Deregulation of the mevalonate pathway is known to be involved in a number of
diseases that exhibit a systemic inflammatory phenotype and often neurological
involvements, as seen in patients suffering from a rare disease called mevalonate kinase
deficiency (MKD). One of the molecular mechanisms underlying this pathology could
depend on the shortage of isoprenoid compounds and the subsequent mitochondrial
damage, leading to oxidative stress and pro-inflammatory cytokines’ release. Moreover,
it has been demonstrated that cellular death results from the balance between apoptosis
and pyroptosis, both driven by mitochondrial damage and the molecular platform
inflammasome. In order to rescue the deregulated pathway and decrease inflammatory
markers, exogenous isoprenoid compounds were administered to a biochemical model of
MKD obtained treating a murine monocytic cell line with a compound able to block the
mevalonate pathway, plus an inflammatory stimulus.
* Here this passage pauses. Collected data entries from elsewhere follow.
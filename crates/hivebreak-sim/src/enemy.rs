//! The enemy bestiary: kinds, stat profiles, and runtime enemy state.
//!
//! Every kind is a configuration record, not a separate implementation: the
//! shared state machine in [`crate::ai`] reads the profile and behaves
//! accordingly. Adding or disabling a kind is a data change.

use hivebreak_common::RoomId;
use serde::{Deserialize, Serialize};

use crate::ai::AiState;
use crate::boss::BossState;
use crate::entity::{Entity, Faction};
use crate::input::Vec2;

/// Specification of an enemy's ranged attack.
#[derive(Debug, Clone, Copy, PartialEq, Serialize, Deserialize)]
pub struct RangedSpec {
    /// Damage per projectile hit
    pub damage: i32,
    /// Projectile speed in units per tick
    pub speed: f32,
    /// Projectile collision radius
    pub radius: f32,
    /// Ticks between shots
    pub cooldown: u32,
}

/// A special ability carried as data on the stat profile.
#[derive(Debug, Clone, Copy, PartialEq, Serialize, Deserialize)]
pub enum SpecialAbility {
    /// Chance-gated burst of movement towards the player while chasing.
    Leap {
        /// Per-tick trigger chance in [0, 1]
        chance: f32,
        /// Speed multiplier for the burst
        speed_mult: f32,
    },
    /// Cooldown-gated concealment; the attack that breaks it deals bonus damage.
    Stealth {
        /// Ticks between cloaks
        cooldown: u32,
        /// Damage multiplier for the ambush attack
        damage_mult: f32,
    },
    /// Area slam replacing the contact attack, with linear distance falloff.
    GroundPound {
        /// Effect radius
        radius: f32,
        /// Ticks between slams
        cooldown: u32,
    },
    /// Cooldown-gated tunnel: re-emerges next to a distant player.
    Burrow {
        /// Ticks between burrows
        cooldown: u32,
        /// Distance from the player at which the enemy emerges
        emerge_range: f32,
    },
}

/// Per-kind configuration record.
///
/// Dimensions are native sprite sizes; the asset catalog may override them
/// with scaled values at spawn time.
#[derive(Debug, Clone, PartialEq, Serialize, Deserialize)]
pub struct StatProfile {
    /// Maximum health
    pub max_health: i32,
    /// Damage per contact attack
    pub contact_damage: i32,
    /// Movement speed in units per tick
    pub speed: f32,
    /// Range at which the contact attack connects
    pub attack_range: f32,
    /// Ticks between contact attacks
    pub attack_cooldown: u32,
    /// Range at which the player is noticed
    pub detection_radius: f32,
    /// Hitbox width
    pub width: f32,
    /// Hitbox height
    pub height: f32,
    /// Ranged attack, if the kind has one
    pub ranged: Option<RangedSpec>,
    /// Health fraction below which the kind flees, if it ever does
    pub flee_below: Option<f32>,
    /// Whether the kind keeps pursuing after the player leaves detection range
    pub never_disengage: bool,
    /// Special ability, if any
    pub special: Option<SpecialAbility>,
}

/// Kind of enemy in the bestiary.
#[derive(Debug, Clone, Copy, PartialEq, Eq, Hash, Serialize, Deserialize)]
pub enum EnemyKind {
    /// Fast melee ambusher with a leap
    Genestealer,
    /// Balanced fighter with a bio-projectile ranged attack
    Warrior,
    /// Weak, fast, numerous; breaks and flees at low health
    Gaunt,
    /// Stealth predator with an ambush bonus
    Lictor,
    /// Slow heavy with an area ground slam
    Carnifex,
    /// Long-range psychic artillery
    Zoanthrope,
    /// Tunneler that emerges beneath distant prey
    Mawloc,
    /// Boss: psychic warlord with summoning phases
    HiveTyrant,
    /// Boss: blade tyrant with escalating sweep phases
    Swarmlord,
}

impl EnemyKind {
    /// Get display name.
    #[must_use]
    pub fn display_name(self) -> &'static str {
        match self {
            Self::Genestealer => "Genestealer",
            Self::Warrior => "Warrior",
            Self::Gaunt => "Gaunt",
            Self::Lictor => "Lictor",
            Self::Carnifex => "Carnifex",
            Self::Zoanthrope => "Zoanthrope",
            Self::Mawloc => "Mawloc",
            Self::HiveTyrant => "Hive Tyrant",
            Self::Swarmlord => "Swarmlord",
        }
    }

    /// Check if this kind is a boss.
    #[must_use]
    pub const fn is_boss(self) -> bool {
        matches!(self, Self::HiveTyrant | Self::Swarmlord)
    }

    /// Get the stat profile for this kind.
    #[must_use]
    pub fn profile(self) -> StatProfile {
        match self {
            Self::Genestealer => StatProfile {
                max_health: 50,
                contact_damage: 15,
                speed: 3.5,
                attack_range: 40.0,
                attack_cooldown: 48,
                detection_radius: 280.0,
                width: 40.0,
                height: 40.0,
                ranged: None,
                flee_below: None,
                never_disengage: false,
                special: Some(SpecialAbility::Leap {
                    chance: 0.05,
                    speed_mult: 3.0,
                }),
            },
            Self::Warrior => StatProfile {
                max_health: 100,
                contact_damage: 20,
                speed: 2.0,
                attack_range: 150.0,
                attack_cooldown: 72,
                detection_radius: 320.0,
                width: 50.0,
                height: 70.0,
                ranged: Some(RangedSpec {
                    damage: 10,
                    speed: 5.0,
                    radius: 5.0,
                    cooldown: 72,
                }),
                flee_below: None,
                never_disengage: false,
                special: None,
            },
            Self::Gaunt => StatProfile {
                max_health: 30,
                contact_damage: 8,
                speed: 3.0,
                attack_range: 30.0,
                attack_cooldown: 60,
                detection_radius: 220.0,
                width: 30.0,
                height: 30.0,
                ranged: None,
                flee_below: Some(0.25),
                never_disengage: false,
                special: None,
            },
            Self::Lictor => StatProfile {
                max_health: 80,
                contact_damage: 25,
                speed: 2.5,
                attack_range: 60.0,
                attack_cooldown: 90,
                detection_radius: 240.0,
                width: 45.0,
                height: 70.0,
                ranged: None,
                flee_below: None,
                never_disengage: false,
                special: Some(SpecialAbility::Stealth {
                    cooldown: 300,
                    damage_mult: 1.5,
                }),
            },
            Self::Carnifex => StatProfile {
                max_health: 200,
                contact_damage: 30,
                speed: 1.0,
                attack_range: 70.0,
                attack_cooldown: 120,
                detection_radius: 200.0,
                width: 80.0,
                height: 80.0,
                ranged: None,
                flee_below: None,
                never_disengage: false,
                special: Some(SpecialAbility::GroundPound {
                    radius: 100.0,
                    cooldown: 120,
                }),
            },
            Self::Zoanthrope => StatProfile {
                max_health: 70,
                contact_damage: 15,
                speed: 1.5,
                attack_range: 200.0,
                attack_cooldown: 180,
                detection_radius: 400.0,
                width: 40.0,
                height: 60.0,
                ranged: Some(RangedSpec {
                    damage: 30,
                    speed: 6.0,
                    radius: 6.0,
                    cooldown: 480,
                }),
                flee_below: None,
                never_disengage: false,
                special: None,
            },
            Self::Mawloc => StatProfile {
                max_health: 160,
                contact_damage: 28,
                speed: 1.2,
                attack_range: 60.0,
                attack_cooldown: 110,
                detection_radius: 260.0,
                width: 70.0,
                height: 70.0,
                ranged: None,
                flee_below: None,
                never_disengage: false,
                special: Some(SpecialAbility::Burrow {
                    cooldown: 600,
                    emerge_range: 80.0,
                }),
            },
            Self::HiveTyrant => StatProfile {
                max_health: 1000,
                contact_damage: 50,
                speed: 3.0,
                attack_range: 80.0,
                attack_cooldown: 90,
                detection_radius: 1000.0,
                width: 100.0,
                height: 100.0,
                ranged: None,
                flee_below: None,
                never_disengage: true,
                special: None,
            },
            Self::Swarmlord => StatProfile {
                max_health: 1500,
                contact_damage: 75,
                speed: 4.0,
                attack_range: 90.0,
                attack_cooldown: 90,
                detection_radius: 1000.0,
                width: 100.0,
                height: 100.0,
                ranged: None,
                flee_below: None,
                never_disengage: true,
                special: None,
            },
        }
    }

    /// Get all enemy kinds.
    #[must_use]
    pub const fn all() -> [Self; 9] {
        [
            Self::Genestealer,
            Self::Warrior,
            Self::Gaunt,
            Self::Lictor,
            Self::Carnifex,
            Self::Zoanthrope,
            Self::Mawloc,
            Self::HiveTyrant,
            Self::Swarmlord,
        ]
    }
}

/// Runtime state for one enemy.
#[derive(Debug, Clone, Serialize)]
pub struct Enemy {
    /// Shared entity body
    pub entity: Entity,
    kind: EnemyKind,
    /// Current AI state
    pub ai: AiState,
    /// Ticks until the next contact attack is allowed
    pub attack_cooldown: u32,
    /// Ticks until the next ranged shot is allowed
    pub ranged_cooldown: u32,
    /// Ticks until the special ability is available again
    pub special_cooldown: u32,
    /// Whether the enemy is currently concealed (stealth kinds only)
    pub stealthed: bool,
    /// Boss phase state, present for boss kinds only
    pub boss: Option<BossState>,
}

impl Enemy {
    /// Creates an enemy of the given kind at a position, using profile
    /// dimensions for the hitbox.
    #[must_use]
    pub fn new(kind: EnemyKind, pos: Vec2, room: RoomId) -> Self {
        let profile = kind.profile();
        let entity = Entity::new(
            Faction::Hive,
            pos,
            profile.width,
            profile.height,
            profile.max_health,
            room,
        );
        Self {
            entity,
            kind,
            ai: AiState::Idle,
            attack_cooldown: 0,
            ranged_cooldown: 0,
            special_cooldown: 0,
            stealthed: false,
            boss: if kind.is_boss() {
                Some(BossState::for_kind(kind))
            } else {
                None
            },
        }
    }

    /// Creates an enemy with hitbox dimensions supplied by the asset catalog.
    #[must_use]
    pub fn with_size(kind: EnemyKind, pos: Vec2, room: RoomId, width: f32, height: f32) -> Self {
        let mut enemy = Self::new(kind, pos, room);
        enemy.entity.set_size(width, height);
        enemy
    }

    /// Returns the enemy kind.
    #[must_use]
    pub const fn kind(&self) -> EnemyKind {
        self.kind
    }

    /// Returns the kind's stat profile.
    #[must_use]
    pub fn profile(&self) -> StatProfile {
        self.kind.profile()
    }

    /// Returns whether the enemy is alive.
    #[must_use]
    pub fn is_alive(&self) -> bool {
        self.entity.is_alive()
    }

    /// Ticks down all ability cooldowns.
    pub fn tick_cooldowns(&mut self) {
        self.attack_cooldown = self.attack_cooldown.saturating_sub(1);
        self.ranged_cooldown = self.ranged_cooldown.saturating_sub(1);
        self.special_cooldown = self.special_cooldown.saturating_sub(1);
    }
}

#[cfg(test)]
mod tests {
    use super::*;

    #[test]
    fn test_display_names() {
        assert_eq!(EnemyKind::Genestealer.display_name(), "Genestealer");
        assert_eq!(EnemyKind::HiveTyrant.display_name(), "Hive Tyrant");
    }

    #[test]
    fn test_all_kinds_have_positive_stats() {
        for kind in EnemyKind::all() {
            let p = kind.profile();
            assert!(p.max_health > 0, "{kind:?}");
            assert!(p.speed > 0.0, "{kind:?}");
            assert!(p.attack_range > 0.0, "{kind:?}");
            assert!(p.detection_radius >= p.attack_range, "{kind:?}");
        }
    }

    #[test]
    fn test_boss_flags() {
        assert!(EnemyKind::HiveTyrant.is_boss());
        assert!(EnemyKind::Swarmlord.is_boss());
        assert!(!EnemyKind::Gaunt.is_boss());
    }

    #[test]
    fn test_bosses_never_disengage() {
        for kind in EnemyKind::all() {
            if kind.is_boss() {
                assert!(kind.profile().never_disengage, "{kind:?}");
            }
        }
    }

    #[test]
    fn test_spawn_uses_profile() {
        let enemy = Enemy::new(EnemyKind::Carnifex, Vec2::new(400.0, 300.0), RoomId::new(1));
        let profile = EnemyKind::Carnifex.profile();

        assert_eq!(enemy.entity.health.max(), profile.max_health);
        assert_eq!(enemy.entity.width(), profile.width);
        assert_eq!(enemy.ai, AiState::Idle);
        assert!(enemy.boss.is_none());
    }

    #[test]
    fn test_boss_spawn_carries_phase_state() {
        let boss = Enemy::new(EnemyKind::HiveTyrant, Vec2::ZERO, RoomId::new(1));
        assert!(boss.boss.is_some());
    }

    #[test]
    fn test_with_size_overrides_hitbox() {
        let enemy = Enemy::with_size(
            EnemyKind::Gaunt,
            Vec2::ZERO,
            RoomId::new(0),
            60.0,
            60.0,
        );
        assert_eq!(enemy.entity.width(), 60.0);
        assert_eq!(enemy.entity.height(), 60.0);
    }

    #[test]
    fn test_cooldowns_saturate() {
        let mut enemy = Enemy::new(EnemyKind::Gaunt, Vec2::ZERO, RoomId::new(0));
        enemy.attack_cooldown = 1;
        enemy.tick_cooldowns();
        enemy.tick_cooldowns();
        assert_eq!(enemy.attack_cooldown, 0);
    }
}
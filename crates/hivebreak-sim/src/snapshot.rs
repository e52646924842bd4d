//! The immutable per-tick snapshot consumed by presentation layers.
//!
//! Views are plain data copied out of the simulation at the end of a tick;
//! the renderer and HUD read them and write nothing back.

use hivebreak_common::{EntityId, PickupId, ProjectileId, RoomId};
use serde::Serialize;

use crate::ai::AiState;
use crate::combat::Weapon;
use crate::dialogue::LineKind;
use crate::enemy::EnemyKind;
use crate::entity::{Faction, Facing};
use crate::input::Vec2;
use crate::npc::NpcKind;
use crate::pickup::PickupKind;
use crate::session::SessionPhase;

/// The player as presentation sees it.
#[derive(Debug, Clone, PartialEq, Serialize)]
pub struct PlayerView {
    /// Position of the hitbox center
    pub pos: Vec2,
    /// Hitbox width
    pub width: f32,
    /// Hitbox height
    pub height: f32,
    /// Facing direction
    pub facing: Facing,
    /// Current health
    pub health: i32,
    /// Maximum health
    pub max_health: i32,
    /// Current armor
    pub armor: i32,
    /// Selected weapon
    pub weapon: Weapon,
    /// Rounds loaded in the selected weapon
    pub ammo: u32,
    /// Magazine capacity of the selected weapon
    pub capacity: u32,
    /// Whether a reload is in progress
    pub reloading: bool,
}

/// One enemy as presentation sees it.
#[derive(Debug, Clone, PartialEq, Serialize)]
pub struct EnemyView {
    /// Entity identity
    pub id: EntityId,
    /// Kind of enemy
    pub kind: EnemyKind,
    /// Position of the hitbox center
    pub pos: Vec2,
    /// Hitbox width
    pub width: f32,
    /// Hitbox height
    pub height: f32,
    /// Facing direction
    pub facing: Facing,
    /// Current health
    pub health: i32,
    /// Maximum health
    pub max_health: i32,
    /// AI state
    pub ai: AiState,
    /// Whether the enemy is concealed
    pub stealthed: bool,
    /// Active boss phase name, for boss kinds
    pub boss_phase: Option<String>,
}

/// One projectile as presentation sees it.
#[derive(Debug, Clone, PartialEq, Serialize)]
pub struct ProjectileView {
    /// Projectile identity
    pub id: ProjectileId,
    /// Owning faction
    pub faction: Faction,
    /// Position of the center
    pub pos: Vec2,
    /// Velocity in units per tick
    pub vel: Vec2,
    /// Collision radius
    pub radius: f32,
}

/// One pickup as presentation sees it.
#[derive(Debug, Clone, PartialEq, Serialize)]
pub struct PickupView {
    /// Pickup identity
    pub id: PickupId,
    /// Kind of pickup
    pub kind: PickupKind,
    /// Position of the center
    pub pos: Vec2,
    /// Value applied on consumption
    pub value: i32,
}

/// One NPC as presentation sees it.
#[derive(Debug, Clone, PartialEq, Serialize)]
pub struct NpcView {
    /// Entity identity
    pub id: EntityId,
    /// Kind of NPC
    pub kind: NpcKind,
    /// Display name
    pub name: String,
    /// Position of the hitbox center
    pub pos: Vec2,
    /// Whether the interaction prompt should show
    pub can_interact: bool,
    /// Whether an undelivered quest marker should show
    pub quest_pending: bool,
}

/// The open dialogue line, if any.
#[derive(Debug, Clone, PartialEq, Serialize)]
pub struct DialogueView {
    /// Speaker name
    pub speaker: String,
    /// Line text
    pub text: String,
    /// Kind of line
    pub kind: LineKind,
}

/// Boss health bar contents.
#[derive(Debug, Clone, PartialEq, Serialize)]
pub struct BossView {
    /// Boss display name
    pub name: String,
    /// Current health
    pub health: i32,
    /// Maximum health
    pub max_health: i32,
    /// Active phase name
    pub phase: String,
}

/// HUD contents.
#[derive(Debug, Clone, PartialEq, Serialize)]
pub struct HudView {
    /// Running kill total
    pub kills: u32,
    /// Kills needed for victory
    pub victory_kills: u32,
    /// Active objective text
    pub objective: String,
    /// Current room display name
    pub room_name: String,
    /// Open dialogue, if any
    pub dialogue: Option<DialogueView>,
    /// Boss bar, when a boss is alive in the room
    pub boss: Option<BossView>,
}

/// An immutable copy of the simulation state for one tick.
#[derive(Debug, Clone, PartialEq, Serialize)]
pub struct Snapshot {
    /// Tick this snapshot was taken at
    pub tick: u64,
    /// Session phase
    pub phase: SessionPhase,
    /// Current room identity
    pub room: RoomId,
    /// The player
    pub player: PlayerView,
    /// Enemies in the current room, roster order
    pub enemies: Vec<EnemyView>,
    /// Live projectiles, id order
    pub projectiles: Vec<ProjectileView>,
    /// Active pickups
    pub pickups: Vec<PickupView>,
    /// NPCs in the current room
    pub npcs: Vec<NpcView>,
    /// HUD contents
    pub hud: HudView,
}
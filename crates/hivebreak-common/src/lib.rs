//! # Hivebreak Common
//!
//! Shared types for the Hivebreak simulation:
//! - ID newtypes for entities, rooms, projectiles, and pickups
//! - The top-level error taxonomy

pub mod error;
pub mod ids;

pub use error::{RoomTopologyError, SimError};
pub use ids::{EntityId, PickupId, ProjectileId, RoomId};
Our results show that isoprenoids
acted in different ways, mainly increasing the expression of the evaluated markers
[apoptosis, mitochondrial dysfunction, nucleotide-binding oligomerization-domain protein-like
receptors 3 (NALP3), cytokines and nitric oxide (NO)]. Our findings confirm the
hypothesis that inflammation is triggered, at least partially, by the shortage of isoprenoids.